▶ _Problem to work on_:
Each entry in the listing below should be restated word for word.

▶ _The data_:
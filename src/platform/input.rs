//! Scripted input for replaying a fixed key sequence

use std::collections::VecDeque;

use super::InputSource;
use crate::error::Result;
use crate::sim::TickInput;

/// Plays back one `TickInput` per frame, then idles
#[derive(Debug, Clone, Default)]
pub struct ScriptedInput {
    frames: VecDeque<TickInput>,
}

impl ScriptedInput {
    pub fn new(frames: impl IntoIterator<Item = TickInput>) -> Self {
        Self {
            frames: frames.into_iter().collect(),
        }
    }
}

impl InputSource for ScriptedInput {
    fn poll(&mut self) -> Result<TickInput> {
        Ok(self.frames.pop_front().unwrap_or_default())
    }
}
//! Space Defenders entry point
//!
//! Parses the command line, sets up logging and data files, then either plays
//! a game in the terminal or prints the scoreboard.

use std::fs::OpenOptions;
use std::path::{Path, PathBuf};
use std::time::{Duration, SystemTime, UNIX_EPOCH};

use anyhow::{Context, Result};
use clap::{Parser, Subcommand};

use space_defenders::highscores::{SCOREBOARD_PLACES, ordinal};
use space_defenders::platform::{SystemClock, TerminalInput};
use space_defenders::renderer::{TerminalRenderer, TerminalSession};
use space_defenders::{FileScoreStore, FrameDriver, RunOutcome, ScoreStore, Settings, Tuning};

#[derive(Parser, Debug)]
#[command(name = "space-defenders", version, about = "Side-scrolling space shooter for the terminal")]
struct Cli {
    /// Settings file, created with defaults if missing
    #[arg(long, default_value = "settings.json")]
    settings: PathBuf,

    /// Game balance overrides (JSON)
    #[arg(long)]
    tuning: Option<PathBuf>,

    /// Where log output goes; the terminal is busy drawing the game
    #[arg(long, default_value = "game.log")]
    log_file: PathBuf,

    #[command(subcommand)]
    command: Option<Command>,
}

#[derive(Subcommand, Debug)]
enum Command {
    /// Play a game (default)
    Play {
        /// Seed for meteoroid placement
        #[arg(long)]
        seed: Option<u64>,
    },
    /// Show the high score table
    Scores {
        /// Number of places to show
        #[arg(long, default_value_t = SCOREBOARD_PLACES)]
        count: usize,
    },
}

fn main() -> Result<()> {
    let cli = Cli::parse();
    init_logging(&cli.log_file)?;
    log::info!("Space Defenders starting...");

    let settings = Settings::load_or_create(&cli.settings)
        .with_context(|| format!("loading settings from {}", cli.settings.display()))?;
    let tuning = match &cli.tuning {
        Some(path) => Tuning::load(path).with_context(|| format!("loading tuning from {}", path.display()))?,
        None => Tuning::default(),
    };
    let mut store = FileScoreStore::open(&settings.scores_path)
        .with_context(|| format!("opening high scores at {}", settings.scores_path.display()))?;

    match cli.command.unwrap_or(Command::Play { seed: None }) {
        Command::Play { seed } => play(&settings, tuning, &mut store, seed),
        Command::Scores { count } => {
            print_scoreboard(&store, count);
            Ok(())
        }
    }
}

fn init_logging(path: &Path) -> Result<()> {
    let file = OpenOptions::new()
        .create(true)
        .append(true)
        .open(path)
        .with_context(|| format!("opening log file {}", path.display()))?;
    env_logger::Builder::from_env(env_logger::Env::default().default_filter_or("info"))
        .target(env_logger::Target::Pipe(Box::new(file)))
        .init();
    Ok(())
}

fn play(settings: &Settings, tuning: Tuning, store: &mut FileScoreStore, seed: Option<u64>) -> Result<()> {
    let seed = seed.unwrap_or_else(clock_seed);

    let outcome = {
        let _session = TerminalSession::enter().context("setting up the terminal")?;
        let renderer = TerminalRenderer::stdout()?;
        let input = TerminalInput::new(Duration::from_millis(settings.key_hold_ms));
        let mut driver = FrameDriver::new(renderer, input, SystemClock::new(), tuning)
            .with_frame_budget(settings.frame_budget_ms())
            .with_fps_overlay(settings.show_fps);
        driver.play(seed, store)?
    };

    match outcome {
        RunOutcome::GameOver { .. } => {
            println!("Game Over");
            println!("Score: {}", outcome.score());
            println!();
            print_scoreboard(&*store, SCOREBOARD_PLACES);
        }
        RunOutcome::Quit { .. } => log::info!("Exiting with unrecorded score {}", outcome.score()),
    }
    Ok(())
}

fn print_scoreboard(store: &dyn ScoreStore, count: usize) {
    println!("Scoreboard");
    for (i, score) in store.top_scores(count).into_iter().enumerate() {
        println!("{} Place: {}", ordinal(i + 1), score);
    }
}

fn clock_seed() -> u64 {
    SystemTime::now()
        .duration_since(UNIX_EPOCH)
        .map(|d| d.as_nanos() as u64)
        .unwrap_or(0)
}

▶ _Completed task_:
filename src/platform/input.rs
//! Scripted input for replaying a fixed key sequence

use std::collections::VecDeque;

use super::InputSource;
use crate::error::Result;
use crate::sim::TickInput;

/// Plays back one `TickInput` per frame, then idles
#[derive(Debug, Clone, Default)]
pub struct ScriptedInput {
    frames: VecDeque<TickInput>,
}

impl ScriptedInput {
    pub fn new(frames: impl IntoIterator<Item = TickInput>) -> Self {
        Self {
            frames: frames.into_iter().collect(),
        }
    }
}

impl InputSource for ScriptedInput {
    fn poll(&mut self) -> Result<TickInput> {
        Ok(self.frames.pop_front().unwrap_or_default())
    }
}
//! Space Defenders entry point
//!
//! Parses the command line, sets up logging and data files, then either plays
//! a game in the terminal or prints the scoreboard.

use std::fs::OpenOptions;
use std::path::{Path, PathBuf};
use std::time::{Duration, SystemTime, UNIX_EPOCH};

use anyhow::{Context, Result};
use clap::{Parser, Subcommand};

use space_defenders::highscores::{SCOREBOARD_PLACES, ordinal};
use space_defenders::platform::{SystemClock, TerminalInput};
use space_defenders::renderer::{TerminalRenderer, TerminalSession};
use space_defenders::{FileScoreStore, FrameDriver, RunOutcome, ScoreStore, Settings, Tuning};

#[derive(Parser, Debug)]
#[command(name = "space-defenders", version, about = "Side-scrolling space shooter for the terminal")]
struct Cli {
    /// Settings file, created with defaults if missing
    #[arg(long, default_value = "settings.json")]
    settings: PathBuf,

    /// Game balance overrides (JSON)
    #[arg(long)]
    tuning: Option<PathBuf>,

    /// Where log output goes; the terminal is busy drawing the game
    #[arg(long, default_value = "game.log")]
    log_file: PathBuf,

    #[command(subcommand)]
    command: Option<Command>,
}

#[derive(Subcommand, Debug)]
enum Command {
    /// Play a game (default)
    Play {
        /// Seed for meteoroid placement
        #[arg(long)]
        seed: Option<u64>,
    },
    /// Show the high score table
    Scores {
        /// Number of places to show
        #[arg(long, default_value_t = SCOREBOARD_PLACES)]
        count: usize,
    },
}

fn main() -> Result<()> {
    let cli = Cli::parse();
    init_logging(&cli.log_file)?;
    log::info!("Space Defenders starting...");

    let settings = Settings::load_or_create(&cli.settings)
        .with_context(|| format!("loading settings from {}", cli.settings.display()))?;
    let tuning = match &cli.tuning {
        Some(path) => Tuning::load(path).with_context(|| format!("loading tuning from {}", path.display()))?,
        None => Tuning::default(),
    };
    let mut store = FileScoreStore::open(&settings.scores_path)
        .with_context(|| format!("opening high scores at {}", settings.scores_path.display()))?;

    match cli.command.unwrap_or(Command::Play { seed: None }) {
        Command::Play { seed } => play(&settings, tuning, &mut store, seed),
        Command::Scores { count } => {
            print_scoreboard(&store, count);
            Ok(())
        }
    }
}

fn init_logging(path: &Path) -> Result<()> {
    let file = OpenOptions::new()
        .create(true)
        .append(true)
        .open(path)
        .with_context(|| format!("opening log file {}", path.display()))?;
    env_logger::Builder::from_env(env_logger::Env::default().default_filter_or("info"))
        .target(env_logger::Target::Pipe(Box::new(file)))
        .init();
    Ok(())
}

fn play(settings: &Settings, tuning: Tuning, store: &mut FileScoreStore, seed: Option<u64>) -> Result<()> {
    let seed = seed.unwrap_or_else(clock_seed);

    let outcome = {
        let _session = TerminalSession::enter().context("setting up the terminal")?;
        let renderer = TerminalRenderer::stdout()?;
        let input = TerminalInput::new(Duration::from_millis(settings.key_hold_ms));
        let mut driver = FrameDriver::new(renderer, input, SystemClock::new(), tuning)
            .with_frame_budget(settings.frame_budget_ms())
            .with_fps_overlay(settings.show_fps);
        driver.play(seed, store)?
    };

    match outcome {
        RunOutcome::GameOver { .. } => {
            println!("Game Over");
            println!("Score: {}", outcome.score());
            println!();
            print_scoreboard(&*store, SCOREBOARD_PLACES);
        }
        RunOutcome::Quit { .. } => log::info!("Exiting with unrecorded score {}", outcome.score()),
    }
    Ok(())
}

fn print_scoreboard(store: &dyn ScoreStore, count: usize) {
    println!("Scoreboard");
    for (i, score) in store.top_scores(count).into_iter().enumerate() {
        println!("{} Place: {}", ordinal(i + 1), score);
    }
}

fn clock_seed() -> u64 {
    SystemTime::now()
        .duration_since(UNIX_EPOCH)
        .map(|d| d.as_nanos() as u64)
        .unwrap_or(0)
}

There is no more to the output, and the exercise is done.